Saturday 15 September 2007

Bahasa Hukum?

Memang paling repot menjelaskan soal “bahasa hukum” dalam pelatihan-pelatihan kami. Apalagi kalau pesertanya politisi. Mereka ((politisi di DPR RI) akan bersikeras: “kita selalu menyewa ahli bahasa kok dalam membuat peraturan! Nggak mungkin salah”. Tantangannya besar. Bisa jadi karena, seperti biasanya, yang dipraktekkan selama ini cenderung dianggap yang terbaik.

Adakah sebenarnya “bahasa hukum”? Kami selalu bilang: tidak. Betul bahwa penggunaan bahasa di dalam peraturan perundang-undangan harus jelas karena akan banyak “celah” untuk mengintepretasikan peraturan secara berbeda-beda kalau ada aturan yang tak jelas. Nah, justru karena jelas itulah, sebenarnya sederhana saja: gunakan Bahasa Indonesia yang baik dan benar! Bukankah yang akan membaca peraturan adalah semua masyarakat. Sebab logika dasarnya, hukum mengatur perilaku masyarakat. Dengan penggunaan bahasa yang baik, logikanya, peraturan akan jelas. Sebenarnya sesederhana itu. Yang tidak sederhana adalah keinginan untuk membuatnya “sophisticated” (maaf, bicara soal Bahasa Indonesia yang baik, saya malah menggunakan Bahasa Inggris :-), sebab saya tidak bisa menemukan padanan kata yang tepat, ada yang bisa membantu?).
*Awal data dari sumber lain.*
// View models handed to the browser. Chart shapes follow the Plotly figure JSON layout.
use serde::Serialize;
use std::collections::BTreeMap;

pub const LINES_AND_MARKERS: &str = "lines+markers";

#[derive(Debug, Clone, PartialEq, Serialize)]
pub struct ScatterTrace {
    #[serde(rename = "type")]
    pub kind: &'static str,
    pub name: String,
    pub mode: &'static str,
    pub x: Vec<String>,
    /// `None` serializes as null so Plotly breaks the line there
    pub y: Vec<Option<f64>>,
    pub xaxis: String,
    pub yaxis: String,
    pub connectgaps: bool,
}

#[derive(Debug, Clone, PartialEq, Serialize)]
pub struct AxisTitle {
    pub text: String,
}

#[derive(Debug, Clone, PartialEq, Serialize)]
pub struct Axis {
    #[serde(skip_serializing_if = "Option::is_none")]
    pub title: Option<AxisTitle>,
    pub domain: [f64; 2],
    #[serde(skip_serializing_if = "Option::is_none")]
    pub anchor: Option<String>,
}

#[derive(Debug, Clone, PartialEq, Serialize)]
pub struct ChartLayout {
    pub height: u32,
    pub showlegend: bool,
    /// Keyed by Plotly axis name: "xaxis", "yaxis", "yaxis2", ...
    #[serde(flatten)]
    pub axes: BTreeMap<String, Axis>,
}

/// Stacked time-series figure
#[derive(Debug, Clone, PartialEq, Serialize)]
pub struct ChartDefinition {
    pub data: Vec<ScatterTrace>,
    pub layout: ChartLayout,
}

#[derive(Debug, Clone, Copy, PartialEq, Serialize)]
pub struct Coordinate {
    pub lat: f64,
    pub lon: f64,
}

#[derive(Debug, Clone, PartialEq, Serialize)]
pub struct Marker {
    pub size: u32,
}

#[derive(Debug, Clone, PartialEq, Serialize)]
pub struct MapTrace {
    #[serde(rename = "type")]
    pub kind: &'static str,
    pub mode: &'static str,
    pub lat: Vec<f64>,
    pub lon: Vec<f64>,
    pub marker: Marker,
}

#[derive(Debug, Clone, PartialEq, Serialize)]
pub struct Mapbox {
    pub accesstoken: String,
    pub bearing: f64,
    #[serde(skip_serializing_if = "Option::is_none")]
    pub center: Option<Coordinate>,
    pub pitch: f64,
    pub zoom: f64,
}

#[derive(Debug, Clone, PartialEq, Serialize)]
pub struct Margin {
    pub l: u32,
    pub r: u32,
    pub t: u32,
    pub b: u32,
}

#[derive(Debug, Clone, PartialEq, Serialize)]
pub struct MapLayout {
    pub autosize: bool,
    pub mapbox: Mapbox,
    pub margin: Margin,
}

/// Track of a tag on a map
#[derive(Debug, Clone, PartialEq, Serialize)]
pub struct MapDefinition {
    pub data: Vec<MapTrace>,
    pub layout: MapLayout,
}

#[derive(Debug, Clone, PartialEq, Serialize)]
pub struct TransmissionSummary {
    pub total_rows: usize,
    /// Undefined for an empty range
    pub success_percentage: Option<f64>,
}

#[derive(Debug, Clone, PartialEq, Serialize)]
pub struct TableDefinition {
    pub rows: Vec<[String; 2]>,
}

#[derive(Debug, Clone, PartialEq, Serialize)]
pub struct SummaryView {
    pub summary: TransmissionSummary,
    pub table: TableDefinition,
}

/// One display region: the last good view plus the error of the latest attempt, if any
#[derive(Debug, Clone, PartialEq, Serialize)]
pub struct Widget<T> {
    pub view: Option<T>,
    pub error: Option<String>,
}

impl<T> Default for Widget<T> {
    fn default() -> Self {
        Self {
            view: None,
            error: None,
        }
    }
}

impl<T> Widget<T> {
    pub fn ready(view: T) -> Self {
        Self {
            view: Some(view),
            error: None,
        }
    }

    pub fn failed(error: impl ToString) -> Self {
        Self {
            view: None,
            error: Some(error.to_string()),
        }
    }

    /// Replace the view on success; on failure keep the previous view and record the error
    pub fn apply(&mut self, update: Widget<T>) {
        if update.view.is_some() {
            *self = update;
        } else {
            self.error = update.error;
        }
    }
}

/// The three outputs of one pipeline run
#[derive(Debug, Clone, Default, PartialEq, Serialize)]
pub struct DashboardViews {
    pub time_series: Widget<ChartDefinition>,
    pub map: Widget<MapDefinition>,
    pub summary: Widget<SummaryView>,
}

impl DashboardViews {
    pub fn failed(error: impl ToString) -> Self {
        let message = error.to_string();
        Self {
            time_series: Widget::failed(&message),
            map: Widget::failed(&message),
            summary: Widget::failed(&message),
        }
    }

    pub fn apply(&mut self, update: DashboardViews) {
        self.time_series.apply(update.time_series);
        self.map.apply(update.map);
        self.summary.apply(update.summary);
    }
}
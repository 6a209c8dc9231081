// HTTP request handlers
use crate::application::controller::{InputEvent, InputState};
use crate::domain::error::DashboardError;
use crate::domain::tag::{TagId, TagOption};
use crate::domain::time_range::TimeRange;
use crate::domain::view::DashboardViews;
use crate::infrastructure::http_response::{accepts_brotli, json_response};
use crate::infrastructure::ndjson_stream::{ndjson_response, watch_stream};
use crate::presentation::app_state::{AppState, now};
use axum::{
    Json, Router,
    extract::{Path, Query, State},
    http::{HeaderMap, StatusCode},
    response::{Html, IntoResponse, Response},
    routing::{delete, get, post},
};
use serde::{Deserialize, Serialize};
use std::sync::Arc;

const DASHBOARD_HTML: &str = include_str!("dashboard.html");

/// Input fields, from the query string or a JSON body; absent fields are left alone
#[derive(Debug, Deserialize)]
pub struct DashboardInputs {
    pub tag: Option<String>,
    pub start: Option<String>,
    pub end: Option<String>,
}

#[derive(Serialize)]
struct ErrorBody {
    error: String,
}

#[derive(Serialize)]
struct SessionCreated {
    id: u64,
    inputs: InputState,
}

#[derive(Serialize)]
struct InputsAccepted {
    generation: u64,
}

pub fn router(state: Arc<AppState>) -> Router {
    Router::new()
        .route("/", get(dashboard_page))
        .route("/healthz", get(health_check))
        .route("/api/tags", get(list_tags))
        .route("/api/dashboard", get(render_dashboard))
        .route("/api/sessions", post(create_session))
        .route("/api/sessions/:id", delete(close_session))
        .route("/api/sessions/:id/inputs", post(update_inputs))
        .route("/api/sessions/:id/views", get(session_views))
        .route("/api/sessions/:id/stream", get(stream_session))
        .with_state(state)
}

fn status_for(error: &DashboardError) -> StatusCode {
    match error {
        DashboardError::UnknownTag(_) | DashboardError::InvalidTimestamp(_) => {
            StatusCode::BAD_REQUEST
        }
        DashboardError::NetworkFetch { .. } | DashboardError::DataShape(_) => {
            StatusCode::BAD_GATEWAY
        }
        DashboardError::Config(_) => StatusCode::INTERNAL_SERVER_ERROR,
    }
}

async fn respond<T: Serialize>(status: StatusCode, data: &T, compress: bool) -> Response {
    match json_response(status, data, compress).await {
        Ok(response) => response,
        Err(status) => status.into_response(),
    }
}

async fn error_response(error: &DashboardError, compress: bool) -> Response {
    let body = ErrorBody {
        error: error.to_string(),
    };
    respond(status_for(error), &body, compress).await
}

fn not_found(id: u64) -> Response {
    (
        StatusCode::NOT_FOUND,
        Json(ErrorBody {
            error: format!("no session {}", id),
        }),
    )
        .into_response()
}

/// Health check endpoint
pub async fn health_check() -> &'static str {
    "ok"
}

pub async fn dashboard_page() -> Html<&'static str> {
    Html(DASHBOARD_HTML)
}

pub async fn list_tags() -> Json<Vec<TagOption>> {
    Json(TagId::all().iter().copied().map(TagOption::from).collect())
}

/// Stateless pipeline run for one input state
pub async fn render_dashboard(
    Query(query): Query<DashboardInputs>,
    headers: HeaderMap,
    State(state): State<Arc<AppState>>,
) -> Response {
    let compress = accepts_brotli(&headers);

    let tag = match query.tag.as_deref().map(str::parse::<TagId>) {
        Some(Ok(tag)) => tag,
        Some(Err(e)) => return error_response(&e, compress).await,
        None => state.defaults.tag,
    };
    let start = query.start.unwrap_or_else(|| state.defaults.start.clone());
    let end = query.end.unwrap_or_else(now);
    let range = match TimeRange::parse(&start, &end) {
        Ok(range) => range,
        Err(e) => return error_response(&e, compress).await,
    };

    match state.dashboard_service.render(tag, range).await {
        Ok(views) => respond(StatusCode::OK, &views, compress).await,
        Err(e) => {
            tracing::warn!("Dashboard for tag {} failed: {}", tag, e);
            respond(status_for(&e), &DashboardViews::failed(&e), compress).await
        }
    }
}

/// Open a live session and start its first load
pub async fn create_session(headers: HeaderMap, State(state): State<Arc<AppState>>) -> Response {
    let inputs = state.initial_inputs();
    let (id, session) = state
        .sessions
        .create(state.dashboard_service.clone(), inputs.clone());
    drop(session.controller.handle(InputEvent::TagChanged(inputs.tag)));

    respond(
        StatusCode::CREATED,
        &SessionCreated { id, inputs },
        accepts_brotli(&headers),
    )
    .await
}

/// Apply each field present in the body as its own input change
pub async fn update_inputs(
    Path(id): Path<u64>,
    headers: HeaderMap,
    State(state): State<Arc<AppState>>,
    Json(update): Json<DashboardInputs>,
) -> Response {
    let compress = accepts_brotli(&headers);
    let Some(session) = state.sessions.get(id) else {
        return not_found(id);
    };

    let mut events = Vec::new();
    if let Some(tag) = update.tag.as_deref() {
        match tag.parse::<TagId>() {
            Ok(tag) => events.push(InputEvent::TagChanged(tag)),
            Err(e) => return error_response(&e, compress).await,
        }
    }
    if let Some(start) = update.start {
        events.push(InputEvent::StartChanged(start));
    }
    if let Some(end) = update.end {
        events.push(InputEvent::EndChanged(end));
    }

    for event in events {
        drop(session.controller.handle(event));
    }

    let generation = session.controller.snapshot().generation;
    respond(StatusCode::ACCEPTED, &InputsAccepted { generation }, compress).await
}

pub async fn session_views(
    Path(id): Path<u64>,
    headers: HeaderMap,
    State(state): State<Arc<AppState>>,
) -> Response {
    match state.sessions.get(id) {
        Some(session) => {
            respond(
                StatusCode::OK,
                &session.display.current(),
                accepts_brotli(&headers),
            )
            .await
        }
        None => not_found(id),
    }
}

/// Push every snapshot of the session as it renders
pub async fn stream_session(Path(id): Path<u64>, State(state): State<Arc<AppState>>) -> Response {
    match state.sessions.get(id) {
        Some(session) => {
            ndjson_response(watch_stream(session.display.subscribe())).into_response()
        }
        None => not_found(id),
    }
}

pub async fn close_session(Path(id): Path<u64>, State(state): State<Arc<AppState>>) -> Response {
    if state.sessions.remove(id) {
        StatusCode::NO_CONTENT.into_response()
    } else {
        not_found(id)
    }
}

#[cfg(test)]
mod tests {
    use super::*;
    use crate::application::controller::ControllerState;
    use crate::application::dashboard_service::DashboardService;
    use crate::application::dashboard_service::tests::{StaticRepository, map_settings};
    use crate::domain::telemetry::test_rows;
    use crate::presentation::app_state::InputDefaults;
    use crate::presentation::sessions::SessionStore;
    use serde_json::{Value, json};
    use std::net::SocketAddr;
    use std::time::Duration;

    async fn spawn_app() -> SocketAddr {
        let mut rows = test_rows(10);
        for row in rows.iter_mut().take(3) {
            row.solar_voltage = None;
        }
        let state = Arc::new(AppState {
            dashboard_service: DashboardService::new(
                Arc::new(StaticRepository(rows)),
                map_settings(),
            ),
            sessions: SessionStore::new(Duration::from_secs(1800)),
            defaults: InputDefaults {
                tag: "38".parse().unwrap(),
                start: "2018-01-01 00:00:00".to_string(),
            },
        });

        let listener = tokio::net::TcpListener::bind("127.0.0.1:0").await.unwrap();
        let addr = listener.local_addr().unwrap();
        tokio::spawn(async move {
            axum::serve(listener, router(state)).await.unwrap();
        });
        addr
    }

    fn client() -> reqwest::Client {
        reqwest::Client::builder().no_proxy().build().unwrap()
    }

    async fn get(url: String) -> reqwest::Response {
        client().get(url).send().await.unwrap()
    }

    async fn wait_for_render(
        client: &reqwest::Client,
        addr: SocketAddr,
        id: u64,
        tag: &str,
    ) -> Value {
        for _ in 0..200 {
            let snapshot: Value = client
                .get(format!("http://{}/api/sessions/{}/views", addr, id))
                .send()
                .await
                .unwrap()
                .json()
                .await
                .unwrap();
            if snapshot["state"] == "rendered" && snapshot["rendered_tag"] == tag {
                return snapshot;
            }
            tokio::time::sleep(Duration::from_millis(10)).await;
        }
        panic!("session {} never rendered tag {}", id, tag);
    }

    #[tokio::test]
    async fn test_tags_and_health() {
        let addr = spawn_app().await;
        let health = get(format!("http://{}/healthz", addr)).await;
        assert_eq!(health.text().await.unwrap(), "ok");

        let tags: Value = get(format!("http://{}/api/tags", addr))
            .await
            .json()
            .await
            .unwrap();
        assert_eq!(tags.as_array().unwrap().len(), 9);
        assert_eq!(tags[0], json!({"id": "3600038", "label": "3600038", "value": "38"}));
    }

    #[tokio::test]
    async fn test_one_shot_dashboard() {
        let addr = spawn_app().await;
        let url = format!(
            "http://{}/api/dashboard?tag=3600049&start=2018-01-01%2000:00:00&end=2018-12-31%2000:00:00",
            addr
        );
        let views: Value = get(url).await.json().await.unwrap();

        assert_eq!(views["summary"]["view"]["summary"]["total_rows"], 10);
        assert_eq!(views["summary"]["view"]["summary"]["success_percentage"], 70.0);
        assert_eq!(views["time_series"]["view"]["data"].as_array().unwrap().len(), 4);
        assert_eq!(views["map"]["view"]["data"][0]["type"], "scattermapbox");
    }

    #[tokio::test]
    async fn test_one_shot_rejects_bad_inputs() {
        let addr = spawn_app().await;
        let unknown = get(format!("http://{}/api/dashboard?tag=12", addr)).await;
        assert_eq!(unknown.status(), StatusCode::BAD_REQUEST);

        let bad_start = get(format!("http://{}/api/dashboard?start=whenever", addr)).await;
        assert_eq!(bad_start.status(), StatusCode::BAD_REQUEST);
        let body: Value = bad_start.json().await.unwrap();
        assert!(body["error"].as_str().unwrap().contains("whenever"));
    }

    #[tokio::test]
    async fn test_session_flow() {
        let addr = spawn_app().await;
        let client = client();

        let created: Value = client
            .post(format!("http://{}/api/sessions", addr))
            .send()
            .await
            .unwrap()
            .json()
            .await
            .unwrap();
        let id = created["id"].as_u64().unwrap();
        assert_eq!(created["inputs"]["tag"], "3600038");

        let first = wait_for_render(&client, addr, id, "3600038").await;
        assert_eq!(first["views"]["summary"]["view"]["table"]["rows"][1][1], "70.0%");

        let accepted = client
            .post(format!("http://{}/api/sessions/{}/inputs", addr, id))
            .json(&json!({"tag": "49", "end": "2018-03-01 05:30:00"}))
            .send()
            .await
            .unwrap();
        assert_eq!(accepted.status(), StatusCode::ACCEPTED);
        let accepted: Value = accepted.json().await.unwrap();
        assert_eq!(accepted["generation"], 3);

        let second = wait_for_render(&client, addr, id, "3600049").await;
        // Rows at 00:00 .. 05:00, strictly after the start
        assert_eq!(second["views"]["summary"]["view"]["summary"]["total_rows"], 6);
        assert_eq!(second["inputs"]["end"], "2018-03-01 05:30:00");

        let closed = client
            .delete(format!("http://{}/api/sessions/{}", addr, id))
            .send()
            .await
            .unwrap();
        assert_eq!(closed.status(), StatusCode::NO_CONTENT);

        let gone = client
            .get(format!("http://{}/api/sessions/{}/views", addr, id))
            .send()
            .await
            .unwrap();
        assert_eq!(gone.status(), StatusCode::NOT_FOUND);
    }

    #[tokio::test]
    async fn test_stream_starts_with_current_snapshot() {
        let addr = spawn_app().await;
        let client = client();
        let created: Value = client
            .post(format!("http://{}/api/sessions", addr))
            .send()
            .await
            .unwrap()
            .json()
            .await
            .unwrap();
        let id = created["id"].as_u64().unwrap();

        let mut response = client
            .get(format!("http://{}/api/sessions/{}/stream", addr, id))
            .send()
            .await
            .unwrap();
        let mut buffer = Vec::new();
        while !buffer.contains(&b'\n') {
            let chunk = response.chunk().await.unwrap().expect("stream ended early");
            buffer.extend_from_slice(&chunk);
        }
        let line_end = buffer.iter().position(|b| *b == b'\n').unwrap();
        let snapshot: Value = serde_json::from_slice(&buffer[..line_end]).unwrap();
        assert_eq!(snapshot["inputs"]["tag"], "3600038");
        assert_ne!(snapshot["state"], serde_json::to_value(ControllerState::Idle).unwrap());
    }
}
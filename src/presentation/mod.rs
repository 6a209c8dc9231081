// Presentation layer - HTTP surface
pub mod app_state;
pub mod handlers;
pub mod sessions;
Seperti tertulis di modul kami, yang jamak terjadi adalah penggunaan kalimat pasif. Apa salahnya dengan kalimat pasif? Kalimat pasif cenderung menyembunyikan obyek. Sebaiknya perancang taat pada hukum “subyek-predikat-obyek”, sehingga jelas “siapa melakukan apa”. Coba saja, bandingkan dua contoh kalimat di bawah ini.
Kalimat 1:
Anak yang melakukan tindak pidana bersama-sama dengan Anggota Angkatan Bersenjata Republik Indonesia diajukan ke Sidang Anak, sedangkan Anggota Angkatan Bersenjata Republik Indonesia diajukan ke Mahkamah Militer. (Pasal 7 ayat (2) UU No. 3 tahun 1997 tentang Pengadilan Anak).

Kalimat 2:
Jaksa Penuntut Umum mengajukan Anak yang melakukan tindak pidana bersama-sama dengan Anggota Angkatan Bersenjata Republik Indonesia ke Sidang Anak, sedangkan Oditur Militer mengajukan Anggota Angkatan Bersenjata Republik Indonesia ke Mahkamah Militer.
Apabila dibaca sekilas, kalimat pertama bisa menimbulkan kebingungan tentang siapa yang sebenarnya memiliki kewenangan untuk mengajukan ke anak tersebut ke Mahkamah Militer? Tentu saja pertanyaan ini bisa dijawab dengan membaca pasal-pasal di atasnya. Namun yang terbaik adalah untuk membuat jelas setiap pasal dalam peraturan. Gunakan saja kalimat sederhana, dengan subyek, predikat, dan obyek yang jelas.

Kesalahan lainnya yang sering terjadi adalah penggunaan benda mati sebagai subyek. Perhatikan contoh berikut: “Pakaian seragam ojek tidak boleh sama antara satu kelompok dengan kelompok lain.” (Keputusan Walikota Kendari No. 289 Tahun 2003). Pertanyaannya: bagaimana mungkin pakaian membaca peraturan ini dan membuat diri mereka tidak sama satu sana lain??

Nah, gambar yang saya ambil di Jerman di bawah ini juga salah :-). Mana bisa anjing membaca tanda itu?? :-)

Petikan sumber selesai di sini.